>>>
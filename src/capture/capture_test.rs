use std::{error::Error, io::Cursor};

use packed_struct::PackedStruct;

use crate::{
    capture::{
        replay::{self, ReplayFixture, ReplayMismatch},
        CaptureError, CaptureReader, CaptureRecord, CaptureWriter, FILE_HEADER_SIZE,
        RECORD_HEADER_SIZE,
    },
    config::{
        layout::{KeyLayout, Keymap},
        EngineConfig,
    },
    drivers::trackpad::{
        hid_report::{OfficialReport, RAW_X_MAX, RAW_Y_MAX},
        DecoderProfile, DeviceDescriptor,
    },
    input::{engine::IntentMode, Side},
};

fn left() -> DeviceDescriptor {
    DeviceDescriptor::new(0x1234, 0x0001, 0x000d, 0x0005)
}

fn right() -> DeviceDescriptor {
    DeviceDescriptor::new(0x1234, 0x0002, 0x000d, 0x0005)
}

fn write_records(records: &[CaptureRecord]) -> Result<Vec<u8>, Box<dyn Error>> {
    let mut writer = CaptureWriter::new(Vec::new(), left(), right())?;
    for record in records {
        writer.write_record(record)?;
    }
    assert_eq!(writer.records(), records.len() as u64);
    Ok(writer.into_inner()?)
}

fn record(side: Option<Side>, profile: Option<DecoderProfile>, at: u64, payload: &[u8]) -> CaptureRecord {
    CaptureRecord {
        side,
        profile,
        timestamp_us: at,
        payload: payload.to_vec(),
    }
}

#[test]
fn test_records_read_back_in_order() -> Result<(), Box<dyn Error>> {
    let records = vec![
        record(None, None, 0, &[0x05, 0x01, 0x02]),
        record(Some(Side::Right), Some(DecoderProfile::Legacy), 1_500, &[0xff; 50]),
        record(Some(Side::Left), Some(DecoderProfile::AppleNineByte), 3_000, &[]),
    ];
    let bytes = write_records(&records)?;
    assert_eq!(
        bytes.len(),
        FILE_HEADER_SIZE + 3 * RECORD_HEADER_SIZE + 3 + 50
    );
    assert_eq!(&bytes[..8], b"ATPCAP01");
    assert_eq!(&bytes[8..10], &[0x02, 0x00]);

    let reader = CaptureReader::new(Cursor::new(bytes))?;
    assert_eq!(reader.header().version, 2);
    assert_eq!(reader.header().descriptor(Side::Left), left());
    assert_eq!(reader.header().descriptor(Side::Right), right());

    let read: Vec<CaptureRecord> = reader.collect::<Result<_, _>>()?;
    assert_eq!(read, records);
    Ok(())
}

#[test]
fn test_record_header_layout() -> Result<(), Box<dyn Error>> {
    let bytes = write_records(&[record(
        Some(Side::Right),
        Some(DecoderProfile::Official),
        0x0102_0304,
        &[0xaa, 0xbb],
    )])?;
    let header = &bytes[FILE_HEADER_SIZE..FILE_HEADER_SIZE + RECORD_HEADER_SIZE];
    assert_eq!(
        header,
        &[0x02, 0x01, 0x00, 0x00, 0x02, 0x00, 0x00, 0x00, 0x04, 0x03, 0x02, 0x01, 0x00, 0x00, 0x00, 0x00]
    );
    Ok(())
}

#[test]
fn test_truncated_trailing_record() -> Result<(), Box<dyn Error>> {
    let mut bytes = write_records(&[record(Some(Side::Left), None, 0, &[1, 2, 3, 4])])?;
    bytes.extend_from_slice(&[0x01, 0x00, 0x00]);

    let mut reader = CaptureReader::new(Cursor::new(bytes.clone()))?;
    assert!(reader.next_record()?.is_some());
    assert!(matches!(
        reader.next_record(),
        Err(CaptureError::Truncated { index: 1, .. })
    ));

    // A short payload is also truncation, and the iterator stops after it
    bytes.truncate(bytes.len() - 5);
    let results: Vec<_> = CaptureReader::new(Cursor::new(bytes))?.collect();
    assert_eq!(results.len(), 1);
    assert!(matches!(
        results[0],
        Err(CaptureError::Truncated { index: 0, .. })
    ));
    Ok(())
}

#[test]
fn test_rejects_foreign_files() -> Result<(), Box<dyn Error>> {
    let bytes = write_records(&[])?;

    let mut bad_magic = bytes.clone();
    bad_magic[0] = b'X';
    assert!(matches!(
        CaptureReader::new(Cursor::new(bad_magic)),
        Err(CaptureError::BadMagic(_))
    ));

    let mut old = bytes.clone();
    old[8] = 0x01;
    assert!(matches!(
        CaptureReader::new(Cursor::new(old)),
        Err(CaptureError::UnsupportedVersion(1))
    ));

    assert!(matches!(
        CaptureReader::new(Cursor::new(bytes[..20].to_vec())),
        Err(CaptureError::Truncated { index: 0, .. })
    ));

    let mut bad_side = write_records(&[record(None, None, 0, &[])])?;
    bad_side[FILE_HEADER_SIZE] = 7;
    let mut reader = CaptureReader::new(Cursor::new(bad_side))?;
    assert!(matches!(
        reader.next_record(),
        Err(CaptureError::InvalidField {
            field: "side hint",
            value: 7,
            ..
        })
    ));
    Ok(())
}

#[test]
fn test_capture_file() -> Result<(), Box<dyn Error>> {
    let dir = tempfile::tempdir()?;
    let path = dir.path().join("session.atpcap");

    let mut writer = CaptureWriter::create(&path, left(), right())?;
    for i in 0..10u64 {
        writer.append(Some(Side::Left), None, i * 8_000, &[i as u8; 50])?;
    }
    writer.flush()?;
    drop(writer);

    let reader = CaptureReader::open(&path)?;
    let timestamps: Vec<u64> = reader
        .map(|r| r.map(|r| r.timestamp_us))
        .collect::<Result<_, _>>()?;
    assert_eq!(timestamps.len(), 10);
    assert_eq!(timestamps[9], 72_000);
    Ok(())
}

/// Official report with contacts given in millimetres on a 160 x 114.9 mm
/// surface
fn official(contacts: &[(u8, f64, f64)]) -> Result<Vec<u8>, Box<dyn Error>> {
    let mut report = OfficialReport {
        contact_count: contacts.len() as u8,
        ..Default::default()
    };
    for (i, (id, x, y)) in contacts.iter().enumerate() {
        let slot = report.slot_mut(i).ok_or("too many contacts")?;
        slot.contact_id = *id;
        slot.flags = 0x03;
        slot.set_x((x / 160.0 * RAW_X_MAX as f64).round() as u16);
        slot.set_y((y / 114.9 * RAW_Y_MAX as f64).round() as u16);
        slot.pressure = 0x40;
    }
    Ok(report.pack()?.to_vec())
}

/// A key tap on the left surface followed by a two finger tap on the right
fn session() -> Result<Vec<u8>, Box<dyn Error>> {
    let base = 5_000_000;
    let official_tag = Some(DecoderProfile::Official);
    let q = official(&[(1, 34.3, 34.5)])?;
    let yu = official(&[(1, 34.3, 34.5), (2, 57.1, 34.5)])?;
    let lift = official(&[])?;

    write_records(&[
        record(Some(Side::Left), official_tag, base, &q),
        record(Some(Side::Left), official_tag, base + 10_000, &q),
        record(Some(Side::Left), official_tag, base + 20_000, &q),
        record(Some(Side::Left), official_tag, base + 30_000, &lift),
        record(Some(Side::Right), official_tag, base + 500_000, &yu),
        record(Some(Side::Right), official_tag, base + 510_000, &yu),
        record(Some(Side::Right), official_tag, base + 520_000, &yu),
        record(Some(Side::Right), official_tag, base + 530_000, &lift),
        // Noise that no profile accepts
        record(None, None, base + 600_000, &[0x00, 0x01]),
    ])
}

fn replay(bytes: &[u8]) -> Result<replay::ReplayOutcome, Box<dyn Error>> {
    let config = EngineConfig::default();
    let layout = KeyLayout::split_qwerty(config.surface.width_mm, config.surface.height_mm);
    let reader = CaptureReader::new(Cursor::new(bytes.to_vec()))?;
    Ok(replay::run(reader, config, layout, Keymap::default())?)
}

#[test]
fn test_replay_is_deterministic() -> Result<(), Box<dyn Error>> {
    let bytes = session()?;
    let first = replay(&bytes)?;
    let second = replay(&bytes)?;
    assert_eq!(first, second);
    assert_eq!(first.fingerprint.len(), 64);

    assert_eq!(first.records, 9);
    assert_eq!(first.decoded, 8);
    assert_eq!(first.rejected, 1);

    let labels: Vec<&str> = first.dispatches.iter().map(|d| d.label.as_str()).collect();
    assert_eq!(labels, vec!["key:q", "two_finger_tap"]);
    assert_eq!(first.dispatches[0].timestamp_us, 30_000);

    // Typing grace on the left runs out on a scheduled tick, before the
    // right side is touched
    let modes: Vec<(Side, IntentMode, u64)> = first
        .transitions
        .iter()
        .map(|t| (t.side, t.to, t.at_us))
        .collect();
    assert_eq!(
        modes,
        vec![
            (Side::Left, IntentMode::KeyCandidate, 0),
            (Side::Left, IntentMode::TypingCommitted, 20_000),
            (Side::Left, IntentMode::Idle, 330_000),
            (Side::Right, IntentMode::GestureCandidate, 500_000),
            (Side::Right, IntentMode::Idle, 530_000),
        ]
    );
    Ok(())
}

#[test]
fn test_replay_ticks_between_records() -> Result<(), Box<dyn Error>> {
    let official_tag = Some(DecoderProfile::Official);
    let pointer = official(&[(1, 80.0, 100.0)])?;
    let q = official(&[(2, 34.3, 34.5)])?;
    let lift = official(&[])?;

    // The pointer stops reporting and a new contact lands on "q" without an
    // empty report in between
    let bytes = write_records(&[
        record(Some(Side::Left), official_tag, 0, &pointer),
        record(Some(Side::Left), official_tag, 10_000, &pointer),
        record(Some(Side::Left), official_tag, 40_000, &q),
        record(Some(Side::Left), official_tag, 50_000, &q),
        record(Some(Side::Left), official_tag, 60_000, &q),
        record(Some(Side::Left), official_tag, 70_000, &lift),
    ])?;
    let outcome = replay(&bytes)?;

    let modes: Vec<(IntentMode, IntentMode, u64)> = outcome
        .transitions
        .iter()
        .map(|t| (t.from, t.to, t.at_us))
        .collect();
    assert_eq!(
        modes,
        vec![
            (IntentMode::Idle, IntentMode::MouseCandidate, 0),
            (IntentMode::MouseCandidate, IntentMode::MouseActive, 20_000),
            (IntentMode::MouseActive, IntentMode::Idle, 25_000),
            (IntentMode::Idle, IntentMode::KeyCandidate, 40_000),
            (IntentMode::KeyCandidate, IntentMode::TypingCommitted, 60_000),
            (IntentMode::TypingCommitted, IntentMode::Idle, 370_000),
        ]
    );
    let labels: Vec<&str> = outcome.dispatches.iter().map(|d| d.label.as_str()).collect();
    assert_eq!(labels, vec!["key:q"]);
    Ok(())
}

#[test]
fn test_fixture_verification() -> Result<(), Box<dyn Error>> {
    let outcome = replay(&session()?)?;
    let fixture = ReplayFixture::from_outcome(&outcome);
    fixture.verify(&outcome)?;

    let dir = tempfile::tempdir()?;
    let path = dir.path().join("session.json");
    fixture.to_json_file(&path)?;
    let loaded = ReplayFixture::from_json_file(&path)?;
    assert_eq!(loaded, fixture);

    let mut wrong = fixture.clone();
    wrong.dispatches += 1;
    assert_eq!(
        wrong.verify(&outcome),
        Err(ReplayMismatch::Count {
            field: "dispatches",
            expected: 3,
            actual: 2
        })
    );

    let mut wrong = fixture.clone();
    wrong.fingerprint = "00".repeat(32);
    assert!(matches!(
        wrong.verify(&outcome),
        Err(ReplayMismatch::Fingerprint { .. })
    ));
    Ok(())
}

#[test]
fn test_canonical_rendering() -> Result<(), Box<dyn Error>> {
    let outcome = replay(&session()?)?;
    let text = replay::canonical(&outcome.transitions, &outcome.dispatches);
    let lines: Vec<&str> = text.lines().collect();
    assert_eq!(lines[0], "T 0 left idle key_candidate");
    assert_eq!(lines[5], "D 30000 left key:q key(q)");
    assert_eq!(lines[6], "D 530000 right two_finger_tap mouse(Left)");
    Ok(())
}
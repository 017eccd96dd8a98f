use std::time::Duration;

use tokio::{sync::oneshot::Receiver, time::timeout};

use super::{ReceiveTimeoutError, TimeoutReceiver};

/// Response channels used by request/reply commands. A sender dropped
/// without replying reads as closed.
impl<T> TimeoutReceiver<T> for Receiver<T>
where
    T: Send + Sync,
{
    async fn recv_timeout(&mut self, duration: Duration) -> Result<T, ReceiveTimeoutError> {
        match timeout(duration, self).await {
            Ok(Ok(value)) => Ok(value),
            Ok(Err(_)) => Err(ReceiveTimeoutError::Closed),
            Err(_) => Err(ReceiveTimeoutError::Timeout),
        }
    }
}
use std::{
    error::Error,
    fs::File,
    io::{self, BufWriter, Write},
    path::PathBuf,
};

use clap::ValueEnum;

use crate::{
    capture::CaptureWriter,
    cli::ConfigArgs,
    input::{
        actor::CaptureSink,
        dispatch::sink::{InjectionSink, JsonLinesSink, LogSink},
        engine::Engine,
        pipeline::Pipeline,
        source::{
            hidraw::{HidRawDevice, HidRawSource},
            ReportDevice,
        },
        Side,
    },
};

#[derive(clap::Args, Debug, Clone)]
pub struct RunArgs {
    #[command(flatten)]
    pub config: ConfigArgs,
    /// Hidraw device of the left trackpad, e.g. /dev/hidraw3
    #[arg(long)]
    pub left: Option<String>,
    /// Hidraw device of the right trackpad
    #[arg(long)]
    pub right: Option<String>,
    /// Further hidraw devices. Their side comes from the configuration.
    pub devices: Vec<String>,
    /// Record every raw report to the given capture file
    #[arg(long)]
    pub capture: Option<PathBuf>,
    /// How dispatch events are emitted
    #[arg(long, value_enum, default_value_t = OutputFormat::Log)]
    pub output: OutputFormat,
}

#[derive(ValueEnum, Debug, Clone, Copy, PartialEq, Eq)]
pub enum OutputFormat {
    /// Log each event
    Log,
    /// Print each event as a JSON line on stdout
    Json,
}

/// An opened device waiting for its reader thread
struct OpenedDevice {
    path: String,
    side: Option<Side>,
    device: HidRawDevice,
}

pub async fn handle_run(args: RunArgs) -> Result<(), Box<dyn Error + Send + Sync>> {
    let (config, layout, keymap) = args.config.load()?;
    let engine = Engine::new(config, layout, keymap)?;

    let mut paths: Vec<(String, Option<Side>)> = Vec::new();
    if let Some(path) = args.left.as_ref() {
        paths.push((path.clone(), Some(Side::Left)));
    }
    if let Some(path) = args.right.as_ref() {
        paths.push((path.clone(), Some(Side::Right)));
    }
    paths.extend(args.devices.iter().map(|path| (path.clone(), None)));
    if paths.is_empty() {
        return Err("no devices given, use --left, --right or device paths".into());
    }

    let mut devices = Vec::with_capacity(paths.len());
    for (path, side) in paths {
        let side = side.or_else(|| engine.config().decoder.side_for(&path));
        if side.is_none() {
            log::warn!("No side configured for {path}, reports will be routed to the left side");
        }
        let device = HidRawDevice::open(&path)?;
        devices.push(OpenedDevice { path, side, device });
    }

    let capture = match args.capture.as_ref() {
        Some(path) => {
            let descriptor = |wanted: Side| {
                devices
                    .iter()
                    .find(|opened| opened.side == Some(wanted))
                    .map(|opened| opened.device.descriptor())
                    .unwrap_or_default()
            };
            let file: Box<dyn Write + Send> = Box::new(BufWriter::new(File::create(path)?));
            let capture: CaptureSink =
                CaptureWriter::new(file, descriptor(Side::Left), descriptor(Side::Right))?;
            log::info!("Capturing raw reports to {path:?}");
            Some(capture)
        }
        None => None,
    };

    match args.output {
        OutputFormat::Log => run_pipeline(engine, LogSink, capture, devices).await,
        OutputFormat::Json => {
            let sink = JsonLinesSink::new(io::stdout());
            run_pipeline(engine, sink, capture, devices).await
        }
    }
}

/// Run until interrupted, then stop the readers and drain the pipeline
async fn run_pipeline<S: InjectionSink>(
    engine: Engine,
    sink: S,
    capture: Option<CaptureSink>,
    devices: Vec<OpenedDevice>,
) -> Result<(), Box<dyn Error + Send + Sync>> {
    let pipeline = Pipeline::start(engine, sink, capture);
    let sources: Vec<HidRawSource> = devices
        .into_iter()
        .map(|opened| HidRawSource::start(&opened.path, opened.side, opened.device, pipeline.client()))
        .collect();

    tokio::signal::ctrl_c().await?;
    log::info!("Shutting down");

    for source in sources.iter() {
        source.stop();
    }
    for source in sources {
        let path = source.path().to_string();
        match source.join().await {
            Ok(count) => log::info!("Read {count} reports from {path}"),
            Err(e) => log::warn!("Reader for {path} failed: {e}"),
        }
    }

    let metrics = pipeline.shutdown().await;
    log::info!("Final metrics: {}", serde_json::to_string(&metrics)?);
    Ok(())
}
/// What is keeping a momentary layer active
#[derive(Debug, Clone, Copy, PartialEq, Eq)]
enum LayerHolder {
    Contact(Side, u8),
    Gesture(Side),
}

#[derive(Debug, Clone, Copy)]
struct MomentaryLayer {
    holder: LayerHolder,
    layer: usize,
}

/// State shared by both sides
#[derive(Debug, Clone)]
struct Modes {
    typing_enabled: bool,
    keyboard_mode: bool,
    active_layer: usize,
    momentary: Option<MomentaryLayer>,
    chordal_shift: bool,
}

impl Modes {
    fn from_config(config: &EngineConfig) -> Self {
        Self {
            typing_enabled: config.typing_enabled,
            keyboard_mode: config.keyboard_mode,
            active_layer: 0,
            momentary: None,
            chordal_shift: false,
        }
    }
}

#[derive(Debug, Clone)]
struct SideState {
    mode: IntentMode,
    mode_since_us: u64,
    table: TouchTable,
    tracks: Vec<Track>,
    episode: Option<Episode>,
    grace_until_us: u64,
}

impl SideState {
    fn new(config: &EngineConfig) -> Self {
        Self {
            mode: IntentMode::Idle,
            mode_since_us: 0,
            table: TouchTable::new(
                config.decoder.target(),
                config.mm_per_unit(),
                config.contact_liveness_ms * 1000,
            ),
            tracks: Vec::new(),
            episode: None,
            grace_until_us: 0,
        }
    }

    fn reset(&mut self) {
        self.mode = IntentMode::Idle;
        self.mode_since_us = 0;
        self.table.clear();
        self.tracks.clear();
        self.episode = None;
        self.grace_until_us = 0;
    }

    /// Nothing is pending, so ticks cannot change anything
    fn is_quiescent(&self) -> bool {
        self.mode == IntentMode::Idle && self.table.is_empty() && self.episode.is_none()
    }

    fn track_mut(&mut self, id: u8) -> Option<&mut Track> {
        self.tracks.iter_mut().find(|track| track.id == id)
    }

    fn entries_with_role(&self, role: Role) -> impl Iterator<Item = &TouchEntry> {
        self.tracks
            .iter()
            .filter(move |track| track.role == role)
            .filter_map(move |track| self.table.get(track.id))
    }
}

/// The intent and gesture engine for both sides of the device
#[derive(Debug, Clone)]
pub struct Engine {
    config: EngineConfig,
    layout: KeyLayout,
    keymap: Keymap,
    sides: [SideState; 2],
    modes: Modes,
    clock_us: u64,
    last_tick_us: u64,
}
use std::{error::Error, path::PathBuf};

use tabled::settings::{Panel, Style};
use tabled::{Table, Tabled};

use crate::{
    capture::{CaptureReader, CaptureRecord},
    cli::ConfigArgs,
    drivers::trackpad::{hex_prefix, Decoder, DeviceDescriptor, ProfilePreference, RawReport},
    input::Side,
};

/// Number of payload bytes shown per record
const PREFIX_LEN: usize = 16;

#[derive(clap::Args, Debug, Clone)]
pub struct InspectArgs {
    #[command(flatten)]
    pub config: ConfigArgs,
    /// Capture file to inspect
    pub capture: PathBuf,
    /// Only show the first N records
    #[arg(long, short = 'n')]
    pub limit: Option<usize>,
    /// Decode every record and show the resulting contacts
    #[arg(long, short)]
    pub decode: bool,
}

#[derive(Tabled)]
struct DeviceRow {
    side: String,
    vendor_id: String,
    product_id: String,
    usage_page: String,
    usage: String,
}

#[derive(Tabled)]
struct RecordRow {
    index: usize,
    timestamp_us: u64,
    delta_us: u64,
    side: String,
    profile: String,
    len: usize,
    decoded: String,
    data: String,
}

pub fn handle_inspect(args: InspectArgs) -> Result<(), Box<dyn Error + Send + Sync>> {
    let reader = CaptureReader::open(&args.capture)?;
    let header = *reader.header();

    let devices: Vec<DeviceRow> = Side::ALL
        .iter()
        .map(|side| {
            let descriptor = header.descriptor(*side);
            DeviceRow {
                side: side.to_string(),
                vendor_id: format!("{:04x}", descriptor.vendor_id),
                product_id: format!("{:04x}", descriptor.product_id),
                usage_page: format!("{:04x}", descriptor.usage_page),
                usage: format!("{:04x}", descriptor.usage),
            }
        })
        .collect();
    let mut table = Table::new(devices);
    table
        .with(Style::modern_rounded())
        .with(Panel::header(format!("Capture v{}", header.version)));
    println!("{table}");

    let decoder = if args.decode {
        let (config, _, _) = args.config.load()?;
        Some(Decoder::new(config.decoder.target()))
    } else {
        None
    };

    let mut rows = Vec::new();
    let mut total = 0;
    let mut previous: Option<u64> = None;
    for record in reader {
        let record = record?;
        total += 1;
        if args.limit.is_some_and(|limit| rows.len() >= limit) {
            continue;
        }
        let decoded = match decoder.as_ref() {
            Some(decoder) => {
                let descriptor = header.descriptor(record.side.unwrap_or(Side::Left));
                describe_decode(decoder, &record, descriptor)
            }
            None => String::new(),
        };
        let delta = previous.map(|at| record.timestamp_us.saturating_sub(at)).unwrap_or(0);
        previous = Some(record.timestamp_us);

        rows.push(RecordRow {
            index: total - 1,
            timestamp_us: record.timestamp_us,
            delta_us: delta,
            side: record.side.map(|s| s.to_string()).unwrap_or("?".to_string()),
            profile: record
                .profile
                .map(|p| p.as_str().to_string())
                .unwrap_or("-".to_string()),
            len: record.payload.len(),
            decoded,
            data: hex_prefix(&record.payload, PREFIX_LEN),
        });
    }

    let shown = rows.len();
    let mut table = Table::new(rows);
    table
        .with(Style::modern_rounded())
        .with(Panel::header("Records"));
    println!("{table}");
    println!("Showing {shown} of {total} record(s)");

    Ok(())
}

/// Decode a record with automatic profile selection and summarize it
fn describe_decode(
    decoder: &Decoder,
    record: &CaptureRecord,
    descriptor: DeviceDescriptor,
) -> String {
    let report = RawReport::new(&record.payload, descriptor);
    match decoder.decode(report, record.timestamp_us, ProfilePreference::Auto) {
        Ok(decoded) => {
            let contacts: Vec<String> = decoded
                .frame
                .contacts()
                .iter()
                .map(|c| format!("#{}({},{})", c.id, c.x, c.y))
                .collect();
            format!("{}: {}", decoded.profile.as_str(), contacts.join(" "))
        }
        Err(_) => "rejected".to_string(),
    }
}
<<<
* **Assigned task**: Please report every line among the entries that includes "paths".

* **Written response**:
    let mut paths: Vec<(String, Option<Side>)> = Vec::new();
        paths.push((path.clone(), Some(Side::Left)));
        paths.push((path.clone(), Some(Side::Right)));
    paths.extend(args.devices.iter().map(|path| (path.clone(), None)));
    if paths.is_empty() {
        return Err("no devices given, use --left, --right or device paths".into());
    let mut devices = Vec::with_capacity(paths.len());
    for (path, side) in paths {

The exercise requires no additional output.